(Collected data entries)
[Start of section]

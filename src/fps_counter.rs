use std::time::Instant;

#[derive(Debug, Default, Clone)]
pub struct FpsCounter {
    previous_frame: Option<Instant>,
    fps: f64,
}

impl FpsCounter {
    pub fn new() -> Self {
        Self::default()
    }

    pub fn update(&mut self) -> f64 {
        self.update_at(Instant::now())
    }

    /// Records a frame at `now`. The first frame and zero-length intervals
    /// report 0.
    pub fn update_at(&mut self, now: Instant) -> f64 {
        if let Some(previous) = self.previous_frame {
            let elapsed = now.saturating_duration_since(previous).as_secs_f64();
            self.fps = if elapsed > 0.0 { 1.0 / elapsed } else { 0.0 };
        }

        self.previous_frame = Some(now);
        self.fps
    }

    pub fn fps(&self) -> f64 {
        self.fps
    }
}
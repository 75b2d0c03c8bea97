use serde::{Deserialize, Serialize};
use serde_json::{Map, Value};
use std::collections::BTreeMap;
use std::fs::File;
use std::io::{BufReader, BufWriter, Write};
use std::path::{Path, PathBuf};


pub const DEFAULT_DETECTION_MODEL: &str = "best.pt";
pub const DEFAULT_CLASSIFICATION_MODEL: &str = "yolov8n-cls.pt";

#[derive(Debug, thiserror::Error)]
pub enum ConfigError {
    #[error("failed to access config {path}: {source}")]
    Io {
        path: PathBuf,
        source: std::io::Error,
    },
    #[error("malformed config {path}: {source}")]
    Parse {
        path: PathBuf,
        source: serde_json::Error,
    },
    #[error("failed to write config {path}: {source}")]
    Serialize {
        path: PathBuf,
        source: serde_json::Error,
    },
}

#[derive(Debug, Clone, PartialEq, Serialize, Deserialize)]
pub struct AppInfo {
    pub name: String,
    pub version: String,
    #[serde(flatten)]
    pub extra: Map<String, Value>,
}

#[derive(Debug, Clone, PartialEq, Serialize, Deserialize)]
pub struct ModelEntry {
    #[serde(default, skip_serializing_if = "Option::is_none")]
    pub path: Option<String>,
    #[serde(flatten)]
    pub extra: Map<String, Value>,
}

/// On-disk application config. Fields this crate does not know about are kept
/// so a load/save cycle does not drop them.
#[derive(Debug, Clone, PartialEq, Serialize, Deserialize)]
pub struct ConfigDocument {
    pub app: AppInfo,
    #[serde(default)]
    pub models: BTreeMap<String, ModelEntry>,
    #[serde(flatten)]
    pub extra: Map<String, Value>,
}

impl ConfigDocument {
    pub fn new(name: &str, version: &str) -> Self {
        Self {
            app: AppInfo {
                name: name.to_string(),
                version: version.to_string(),
                extra: Map::new(),
            },
            models: BTreeMap::new(),
            extra: Map::new(),
        }
    }

    pub fn with_model(mut self, model_type: &str, path: &str) -> Self {
        self.models.insert(
            model_type.to_string(),
            ModelEntry {
                path: Some(path.to_string()),
                extra: Map::new(),
            },
        );
        self
    }
}

impl Default for ConfigDocument {
    fn default() -> Self {
        Self::new("BISINDO Predictor", env!("CARGO_PKG_VERSION"))
            .with_model("detection", DEFAULT_DETECTION_MODEL)
            .with_model("classification", DEFAULT_CLASSIFICATION_MODEL)
    }
}

/// Reads the config at `path`. A missing file is `Ok(None)`; malformed JSON is
/// an error.
pub fn load_config(path: &Path) -> Result<Option<ConfigDocument>, ConfigError> {
    let file = match File::open(path) {
        Ok(file) => file,
        Err(e) if e.kind() == std::io::ErrorKind::NotFound => return Ok(None),
        Err(source) => {
            return Err(ConfigError::Io {
                path: path.to_path_buf(),
                source,
            })
        }
    };

    serde_json::from_reader(BufReader::new(file))
        .map(Some)
        .map_err(|source| ConfigError::Parse {
            path: path.to_path_buf(),
            source,
        })
}

/// Overwrites `path` with `config` as pretty-printed JSON.
pub fn save_config(config: &ConfigDocument, path: &Path) -> Result<(), ConfigError> {
    let io_error = |source| ConfigError::Io {
        path: path.to_path_buf(),
        source,
    };

    let mut writer = BufWriter::new(File::create(path).map_err(io_error)?);
    serde_json::to_writer_pretty(&mut writer, config).map_err(|source| {
        ConfigError::Serialize {
            path: path.to_path_buf(),
            source,
        }
    })?;
    writer.flush().map_err(io_error)
}

/// Model path for `model_type`: the config entry's path if it has one,
/// otherwise the built-in default for known types.
pub fn get_model_path(model_type: &str, config: Option<&ConfigDocument>) -> Option<String> {
    let configured = config
        .and_then(|config| config.models.get(model_type))
        .and_then(|entry| entry.path.clone());
    if configured.is_some() {
        return configured;
    }

    match model_type {
        "detection" => Some(DEFAULT_DETECTION_MODEL.to_string()),
        "classification" => Some(DEFAULT_CLASSIFICATION_MODEL.to_string()),
        _ => None,
    }
}
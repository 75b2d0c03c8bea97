use std::path::PathBuf;

use crate::validation::MAX_FILE_SIZE_MB;

#[derive(Debug, Clone)]
pub struct Config {
    pub logger_timezone: chrono::FixedOffset,
    pub config_path: PathBuf,
    pub model_type: String,
    pub top_k: usize,
    pub max_file_size_mb: f64,
    pub max_image_width: u32,
    pub max_image_height: u32,
    pub result_log_dir: Option<PathBuf>,
}

impl Default for Config {
    fn default() -> Self {
        Self {
            logger_timezone: western_indonesia_time(),
            config_path: PathBuf::from("config.json"),
            model_type: "classification".to_string(),
            top_k: 3,
            max_file_size_mb: MAX_FILE_SIZE_MB,
            max_image_width: 1920,
            max_image_height: 1080,
            result_log_dir: Some(PathBuf::from("logs")),
        }
    }
}

fn western_indonesia_time() -> chrono::FixedOffset {
    chrono::FixedOffset::east_opt(7 * 3600).unwrap()
}
use tokio::net::TcpListener;
use tracing_subscriber::EnvFilter;

#[tokio::main]
async fn main() -> Result<(), std::io::Error> {
    tracing_subscriber::fmt()
        .with_env_filter(EnvFilter::try_from_default_env().unwrap_or_else(|_| EnvFilter::new("info")))
        .init();

    let port = std::env::var("PORT").unwrap_or_else(|_| "3000".to_string());
    let sid = std::env::var("MOCK_ACCOUNT_SID").unwrap_or_else(|_| "ACmock".to_string());
    let secret = std::env::var("MOCK_AUTH_TOKEN").unwrap_or_else(|_| "secret".to_string());

    let addr = format!("127.0.0.1:{port}");
    let listener = TcpListener::bind(&addr).await?;
    tracing::info!(%addr, account = %sid, "mock Twilio API listening");
    mock_server::run(listener, mock_server::Credentials::new(sid, secret)).await
}
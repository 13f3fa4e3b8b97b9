//! Multi-valued parameter set used for query strings and form bodies.
//!
//! # Design
//! Keys live in a `BTreeMap`, so encoding walks them in sorted order without
//! an extra sort step and the output is a pure function of the contents.
//! Each key keeps its values in insertion order; repeated values are emitted
//! as repeated `key=value` pairs.

use std::collections::BTreeMap;

/// Ordered, multi-valued string parameters.
#[derive(Debug, Clone, Default, PartialEq, Eq)]
pub struct Params {
    values: BTreeMap<String, Vec<String>>,
}

impl Params {
    pub fn new() -> Self {
        Self::default()
    }

    /// Replace every value of `key` with `value`.
    pub fn set(&mut self, key: impl Into<String>, value: impl Into<String>) -> &mut Self {
        self.values.insert(key.into(), vec![value.into()]);
        self
    }

    /// Append `value` to the values of `key`.
    pub fn add(&mut self, key: impl Into<String>, value: impl Into<String>) -> &mut Self {
        self.values.entry(key.into()).or_default().push(value.into());
        self
    }

    /// First value of `key`, if any.
    pub fn get(&self, key: &str) -> Option<&str> {
        self.values.get(key).and_then(|v| v.first()).map(String::as_str)
    }

    pub fn get_all(&self, key: &str) -> &[String] {
        self.values.get(key).map(Vec::as_slice).unwrap_or_default()
    }

    pub fn has(&self, key: &str) -> bool {
        self.values.contains_key(key)
    }

    pub fn remove(&mut self, key: &str) -> Option<Vec<String>> {
        self.values.remove(key)
    }

    pub fn is_empty(&self) -> bool {
        self.values.is_empty()
    }

    /// Number of distinct keys.
    pub fn len(&self) -> usize {
        self.values.len()
    }

    /// Encode as `k1=v1&k1=v2&k2=v3` with keys sorted.
    ///
    /// Escaping follows query component rules: ASCII alphanumerics and
    /// `-_.~` pass through, space becomes `+`, every other byte is `%XX`.
    pub fn encode(&self) -> String {
        let mut out = String::new();
        for (key, values) in &self.values {
            let key = escape(key);
            for value in values {
                if !out.is_empty() {
                    out.push('&');
                }
                out.push_str(&key);
                out.push('=');
                out.push_str(&escape(value));
            }
        }
        out
    }
}

impl<K, V> FromIterator<(K, V)> for Params
where
    K: Into<String>,
    V: Into<String>,
{
    fn from_iter<I: IntoIterator<Item = (K, V)>>(iter: I) -> Self {
        let mut params = Params::new();
        for (key, value) in iter {
            params.add(key, value);
        }
        params
    }
}

fn escape(input: &str) -> String {
    urlencoding::encode(input).replace("%20", "+")
}

/// Render `params` as a query suffix: `""` when empty, `?<encoded>` otherwise.
pub fn format_query(params: &Params) -> String {
    if params.is_empty() {
        return String::new();
    }
    format!("?{}", params.encode())
}
//! Construction of outbound Twilio requests.
//!
//! Every resource lives under the account root:
//! `{base_url}/{sid}{resource}.json`. GET requests append the encoded
//! parameters as a query string; POST requests carry them as a form body.
//! Building a request performs no I/O.

use std::sync::LazyLock;

use crate::client::Client;
use crate::http::{HttpMethod, HttpRequest};
use crate::params::{format_query, Params};

/// Version of this library, as reported in the `user-agent` header.
pub const VERSION: &str = env!("CARGO_PKG_VERSION");

const FORM_CONTENT_TYPE: &str = "application/x-www-form-urlencoded";

static USER_AGENT: LazyLock<String> = LazyLock::new(|| {
    format!(
        "Twilio/{VERSION} (github.com/theckman/houston/twilio) ureq ({}; {})",
        std::env::consts::OS,
        std::env::consts::ARCH,
    )
});

/// `user-agent` value sent with every request.
pub fn user_agent() -> &'static str {
    USER_AGENT.as_str()
}

/// Make `resource` start with `/`. The empty string (account root) is kept.
pub fn format_resource(resource: &str) -> String {
    if resource.is_empty() || resource.starts_with('/') {
        return resource.to_string();
    }
    format!("/{resource}")
}

/// Build a request for `resource` relative to the client's account root.
pub fn build_request(
    client: &Client,
    method: HttpMethod,
    resource: &str,
    params: &Params,
) -> HttpRequest {
    let target = format!(
        "{}/{}{}.json",
        client.base_url(),
        client.sid(),
        format_resource(resource)
    );

    let mut request = match method {
        HttpMethod::Get => HttpRequest::new(method, format!("{target}{}", format_query(params))),
        HttpMethod::Post => {
            let mut request = HttpRequest::new(method, target);
            request.set_header("content-type", FORM_CONTENT_TYPE);
            request.body = Some(params.encode());
            request
        }
    };

    request.set_header("user-agent", user_agent());
    request.set_basic_auth(client.sid(), client.secret());
    request
}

[End of section]

--- PROBLEM TO SOLVE ---
Among the lines above, return each one holding the string "BufWriter".

--- EXERCISE OUTPUT ---
use std::io::{BufReader, BufWriter, Write};
    let mut writer = BufWriter::new(File::create(path).map_err(io_error)?);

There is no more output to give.